Krugman of the NYT Complains about a ‘Failure to Rise.’ We Should Spend More and Nationalize the Banks.

The New York Times—aka the Walter Duranty Papers [1] has an all-encompassing and circuitous track record of apologizing for any form of big government as long as it involves huge spending and high taxes. Today, the Times’ famous noneconomics economist Paul Krugman [2][3]grinds away with some bizarre mental notions about a ‘Failure to Rise.’ If this is a blurred sexual innuendo then it has succeeded, at least in my case. Let us enjoy his strange theories on economics and government.

I[4] have included an executive abstract of this blog that condenses the facts and themes.
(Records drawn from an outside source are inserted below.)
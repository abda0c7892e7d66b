use std::{
    collections::HashSet,
    path::PathBuf,
    sync::{
        atomic::{AtomicBool, Ordering},
        Arc,
    },
    time::{Duration, Instant},
};

use anyhow::anyhow;
use tokio::time::sleep;
use tokio_retry::{strategy::FixedInterval, RetryIf};

use crate::{
    browser_controller::{Browser, Page},
    capturer,
    checkpoint::CheckpointStore,
    classifier,
    document::{Document, HtmlDocument},
    exporter, extractor,
    types::{CheckpointState, RunMode, RunSummary, ScraperError, ToolFailure, ToolRecord},
    utils::{
        jitter, listing_page_url, normalize_url, screenshot_stem, CHECKPOINT_FILE, LISTING_URL,
        OUTPUT_CSV, OUTPUT_JSON, SCREENSHOT_DIR, TEST_MODE_PAGES, TEST_MODE_TOOLS,
    },
};

const TOOL_LINK: &str = ".tool-item a.go-tool-detail-name";
const TOOL_LINK_FALLBACK: &str = r#"a[href^="/tool/"]"#;

#[derive(Builder, Debug, Clone)]
#[builder(setter(into))]
pub struct ScraperOptions {
    // first listing page, later pages live under <listing_url>/page/<n>
    #[builder(default = "self.default_listing_url()")]
    listing_url: String,
    // directory receiving json, csv, checkpoint, log and screenshots
    #[builder(default = "self.default_output_dir()")]
    output_dir: PathBuf,
    // highest listing page to visit, unbounded when None
    #[builder(default = "None")]
    max_pages: Option<u32>,
    // politeness delay between two page loads
    #[builder(default = "1000")]
    request_delay_ms: u64,
    // random extra delay added on top of request_delay_ms
    #[builder(default = "500")]
    delay_jitter_ms: u64,
    // extra attempts for a page that fails to load
    #[builder(default = "2")]
    retries: usize,
    #[builder(default = "3000")]
    retry_backoff_ms: u64,
    // successful tools between two checkpoint writes
    #[builder(default = "1")]
    checkpoint_every: usize,
    // delete an existing checkpoint before starting
    #[builder(default = "false")]
    fresh: bool,
}

impl ScraperOptions {
    pub fn default_builder() -> ScraperOptionsBuilder {
        ScraperOptionsBuilder::default()
    }

    pub fn listing_url(&self) -> &str {
        &self.listing_url
    }

    pub fn json_path(&self) -> PathBuf {
        self.output_dir.join(OUTPUT_JSON)
    }

    pub fn csv_path(&self) -> PathBuf {
        self.output_dir.join(OUTPUT_CSV)
    }

    pub fn checkpoint_path(&self) -> PathBuf {
        self.output_dir.join(CHECKPOINT_FILE)
    }

    pub fn screenshot_dir(&self) -> PathBuf {
        self.output_dir.join(SCREENSHOT_DIR)
    }
}

impl ScraperOptionsBuilder {
    fn default_listing_url(&self) -> String {
        LISTING_URL.clone()
    }
    fn default_output_dir(&self) -> PathBuf {
        PathBuf::from(".")
    }
}

/// Everything one run mutates. Lives for a single `Scraper::run`.
pub struct RunContext {
    mode: RunMode,
    state: CheckpointState,
    store: CheckpointStore,
    started: Instant,
    attempted: HashSet<String>,
    requests: usize,
    succeeded: usize,
    skipped: usize,
    failures: Vec<ToolFailure>,
    unsaved: usize,
    interrupted: bool,
    // pagination stopped at a listing page that never loaded
    incomplete: bool,
}

impl RunContext {
    fn new(mode: RunMode, state: CheckpointState, store: CheckpointStore) -> Self {
        RunContext {
            mode,
            state,
            store,
            started: Instant::now(),
            attempted: HashSet::new(),
            requests: 0,
            succeeded: 0,
            skipped: 0,
            failures: vec![],
            unsaved: 0,
            interrupted: false,
            incomplete: false,
        }
    }

    fn save(&mut self) -> Result<(), ScraperError> {
        self.store.save(&mut self.state)?;
        self.unsaved = 0;
        Ok(())
    }

    fn commit(&mut self, id: &str, record: ToolRecord, every: usize) -> Result<(), ScraperError> {
        self.state.failed_ids.remove(id);
        self.state.processed_ids.insert(id.to_string());
        if self.state.has_name(&record.name) {
            warn!(
                "duplicate tool name '{}' at {}, keeping the first one",
                record.name, id
            );
            self.skipped += 1;
        } else {
            info!("scraped '{}' [{}] from {}", record.name, record.category, id);
            self.state.results.push(record);
            self.succeeded += 1;
        }
        self.unsaved += 1;
        if self.unsaved >= every.max(1) {
            self.save()?;
        }
        Ok(())
    }

    fn fail(&mut self, id: &str, e: &ScraperError) -> Result<(), ScraperError> {
        self.failures.push(ToolFailure {
            id: id.to_string(),
            reason: e.to_string(),
        });
        self.state.failed_ids.insert(id.to_string());
        self.save()
    }

    fn finish_page(&mut self, page: u32) -> Result<(), ScraperError> {
        if page > self.state.last_page {
            self.state.last_page = page;
        }
        self.save()
    }

    pub fn summary(&self) -> RunSummary {
        RunSummary {
            count: self.state.results.len(),
            succeeded: self.succeeded,
            skipped: self.skipped,
            failures: self.failures.clone(),
            duration: self.started.elapsed(),
            interrupted: self.interrupted,
            incomplete: self.incomplete,
            last_page: self.state.last_page,
        }
    }
}

pub struct Scraper<B: Browser> {
    browser: B,
    options: ScraperOptions,
    should_terminate: Arc<AtomicBool>,
}

impl<B: Browser> Scraper<B> {
    pub fn new(browser: B, options: ScraperOptions, should_terminate: Arc<AtomicBool>) -> Self {
        Scraper {
            browser,
            options,
            should_terminate,
        }
    }

    pub fn options(&self) -> &ScraperOptions {
        &self.options
    }

    pub async fn run(&self, mode: RunMode) -> anyhow::Result<RunSummary> {
        let store = CheckpointStore::new(self.options.checkpoint_path());
        if self.options.fresh {
            store.clear()?;
        }
        let state = match mode {
            RunMode::Resume => store.load(),
            _ if store.exists() => {
                return Err(anyhow!(
                    "checkpoint {:?} exists, pass --resume to continue it or --fresh to discard it",
                    store.path()
                ))
            }
            _ => CheckpointState::default(),
        };

        info!(
            "starting {:?} scrape of {} with {} retries, {}ms delay, {} tools carried over",
            mode,
            self.options.listing_url,
            self.options.retries,
            self.options.request_delay_ms,
            state.results.len()
        );
        let mut ctx = RunContext::new(mode, state, store);

        let crawl = self.crawl(&mut ctx).await;
        if let Err(e) = &crawl {
            error!("scrape stopped: {}", e);
        }

        // the final save and export run whatever happened above
        let saved = ctx.save();
        let exported = self.export(&ctx.state.results);
        crawl?;
        saved?;
        exported?;

        let summary = ctx.summary();
        self.log_summary(&summary, &ctx.state.results);
        Ok(summary)
    }

    fn terminated(&self, ctx: &mut RunContext) -> bool {
        if self.should_terminate.load(Ordering::Relaxed) {
            if !ctx.interrupted {
                warn!("termination requested, finishing up");
            }
            ctx.interrupted = true;
        }
        ctx.interrupted
    }

    fn page_range(&self, ctx: &RunContext) -> (u32, Option<u32>) {
        match ctx.mode {
            RunMode::Test => (1, Some(TEST_MODE_PAGES)),
            RunMode::Full => (1, self.options.max_pages),
            RunMode::Resume => (ctx.state.last_page + 1, self.options.max_pages),
        }
    }

    async fn crawl(&self, ctx: &mut RunContext) -> Result<(), ScraperError> {
        if ctx.mode == RunMode::Resume && !ctx.state.failed_ids.is_empty() {
            let retry: Vec<String> = ctx.state.failed_ids.iter().cloned().collect();
            info!("retrying {} tools that failed in an earlier run", retry.len());
            for id in retry {
                if self.terminated(ctx) {
                    return Ok(());
                }
                self.process_tool(ctx, &id).await?;
            }
        }

        let per_page = match ctx.mode {
            RunMode::Test => TEST_MODE_TOOLS,
            _ => usize::MAX,
        };
        let (first, last) = self.page_range(ctx);
        let mut page = first;

        while last.map_or(true, |l| page <= l) {
            if self.terminated(ctx) {
                return Ok(());
            }
            let links = match self.listing(ctx, page).await {
                Ok(links) => links,
                // nothing reachable at all is fatal, a later page only cuts the run short
                Err(e) if page == first => {
                    error!("listing page {} could not be loaded: {}", page, e);
                    return Err(e);
                }
                Err(e) => {
                    error!("listing page {} could not be loaded, stopping: {}", page, e);
                    ctx.failures.push(ToolFailure {
                        id: listing_page_url(&self.options.listing_url, page),
                        reason: e.to_string(),
                    });
                    ctx.incomplete = true;
                    break;
                }
            };
            if links.is_empty() {
                info!("no tools on listing page {}, done paginating", page);
                break;
            }
            let truncated = links.len() > per_page;
            info!(
                "listing page {}: {} tools{}",
                page,
                links.len(),
                if truncated { " (capped)" } else { "" }
            );

            for id in links.iter().take(per_page) {
                if self.terminated(ctx) {
                    return Ok(());
                }
                if ctx.state.is_processed(id) || ctx.attempted.contains(id) {
                    debug!("skipping {}, already processed", id);
                    ctx.skipped += 1;
                    continue;
                }
                self.process_tool(ctx, id).await?;
            }

            if !truncated {
                ctx.finish_page(page)?;
            }
            page += 1;
        }
        Ok(())
    }

    async fn throttle(&self, ctx: &mut RunContext) {
        if ctx.requests > 0 {
            let delay = jitter(
                Duration::from_millis(self.options.request_delay_ms),
                Duration::from_millis(self.options.delay_jitter_ms),
            );
            if !delay.is_zero() {
                debug!("sleeping for {}ms", delay.as_millis());
                sleep(delay).await;
            }
        }
        ctx.requests += 1;
    }

    async fn open_with_retry(&self, url: &str) -> Result<(Box<dyn Page>, String), ScraperError> {
        let strategy =
            FixedInterval::from_millis(self.options.retry_backoff_ms).take(self.options.retries);
        let mut attempt = 0;
        RetryIf::spawn(
            strategy,
            || {
                attempt += 1;
                if attempt > 1 {
                    warn!("retrying {} (attempt {})", url, attempt);
                }
                let opened = self
                    .browser
                    .open(url)
                    .and_then(|page| page.content().map(|html| (page, html)));
                std::future::ready(opened)
            },
            |e: &ScraperError| e.is_retryable(),
        )
        .await
    }

    async fn listing(&self, ctx: &mut RunContext, page: u32) -> Result<Vec<String>, ScraperError> {
        let url = listing_page_url(&self.options.listing_url, page);
        self.throttle(ctx).await;
        debug!("loading listing page {} at {}", page, url);
        let (_page, html) = self.open_with_retry(&url).await?;
        let doc = HtmlDocument::parse(&html);
        Ok(tool_links(&doc, &url))
    }

    async fn process_tool(&self, ctx: &mut RunContext, id: &str) -> Result<(), ScraperError> {
        ctx.attempted.insert(id.to_string());
        self.throttle(ctx).await;
        debug!("processing tool {}", id);
        match self.visit_tool(id).await {
            Ok(record) => ctx.commit(id, record, self.options.checkpoint_every),
            Err(e) => {
                error!("tool {} failed: {}", id, e);
                ctx.fail(id, &e)
            }
        }
    }

    async fn visit_tool(&self, url: &str) -> Result<ToolRecord, ScraperError> {
        let (page, html) = self.open_with_retry(url).await?;
        let mut record = {
            let doc = HtmlDocument::parse(&html);
            extractor::extract(&doc, url)?
        };

        let text = format!("{} {}", record.full_description, record.features.join(" "));
        record.category = classifier::classify(&text).to_string();

        let shots = capturer::capture(page.as_ref());
        record.screenshots = capturer::store(
            &shots,
            &screenshot_stem(&record.name, url),
            &self.options.screenshot_dir(),
        );
        record.img_url = record.screenshots.representative();
        debug!(
            "{}: {} features, {} social links, {} screenshots",
            record.name,
            record.features.len(),
            record.social_links.len(),
            shots.len()
        );
        Ok(record)
    }

    fn export(&self, records: &[ToolRecord]) -> anyhow::Result<()> {
        exporter::to_json(records, &self.options.json_path())?;
        exporter::to_csv(records, &self.options.csv_path())?;
        Ok(())
    }

    fn log_summary(&self, summary: &RunSummary, records: &[ToolRecord]) {
        info!(
            "scrape {} in {:.1}s: {} succeeded, {} failed, {} skipped, {} tools in output, last page {}",
            if summary.interrupted {
                "interrupted"
            } else if summary.incomplete {
                "cut short"
            } else {
                "finished"
            },
            summary.duration.as_secs_f64(),
            summary.succeeded,
            summary.failed(),
            summary.skipped,
            summary.count,
            summary.last_page
        );
        for failure in &summary.failures {
            warn!("failed: {} ({})", failure.id, failure.reason);
        }
        for (category, names) in exporter::category_summary(records) {
            info!("{} ({} tools): {}", category, names.len(), names.join(", "));
        }
    }
}

/// Absolute detail-page URLs on a listing page, in listing order, without repeats.
pub fn tool_links(doc: &dyn Document, base_url: &str) -> Vec<String> {
    let mut hrefs = doc.find_all_attr(TOOL_LINK, "href");
    if hrefs.is_empty() {
        hrefs = doc.find_all_attr(TOOL_LINK_FALLBACK, "href");
    }
    let mut seen = HashSet::new();
    hrefs
        .iter()
        .filter_map(|href| normalize_url(base_url, href))
        .filter(|url| seen.insert(url.clone()))
        .collect()
}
Abstract of this blog: Paul Krugman continues to honor and sustain his monotonous and tautological socialist puppet image as a false economic prophet and now tells us that government spending must make up the coming deficit in the GDP. This nostrum, straight out of Moscow Central Planning or other such Marxian think tank follies, supplies us with the facts to declare Krugman an economic counterfeit or, perhaps, merely a garden-variety, simple-minded Marxist. There is no lucid discussion of debt in any of Krugman’s recent rants as to how we can handle massive debt or the looming inflation we will get from printing money.  The only position he defends is that tax cuts are never an option. He advises us to ignore the deficits for a few years. Krugman hopes to nationalize, temporarily[?], the banks so as to do something with toxic assets produced by leftist social programs that gave mortgages to people with lousy credit and illegal aliens.

In today’s exciting episode Times’ igNoble Leechette[5][6][7][8] starts with this:

“…stimulus package was a great victory for President Obama…. Break out the Champagne!.. Or maybe not. [What?? Ed.]These aren’t normal times, so normal political standards don’t apply: Mr. Obama’s victory feels more than a bit like defeat. The stimulus bill looks helpful but inadequate, especially when combined with a disappointing plan for rescuing the banks. And the politics of the stimulus fight have made nonsense of Mr. Obama’s postpartisan dreams.”[9]-- Failure to Rise by Paul Krugman Op-Ed Columnist [Emphasis is mine in all quotes.]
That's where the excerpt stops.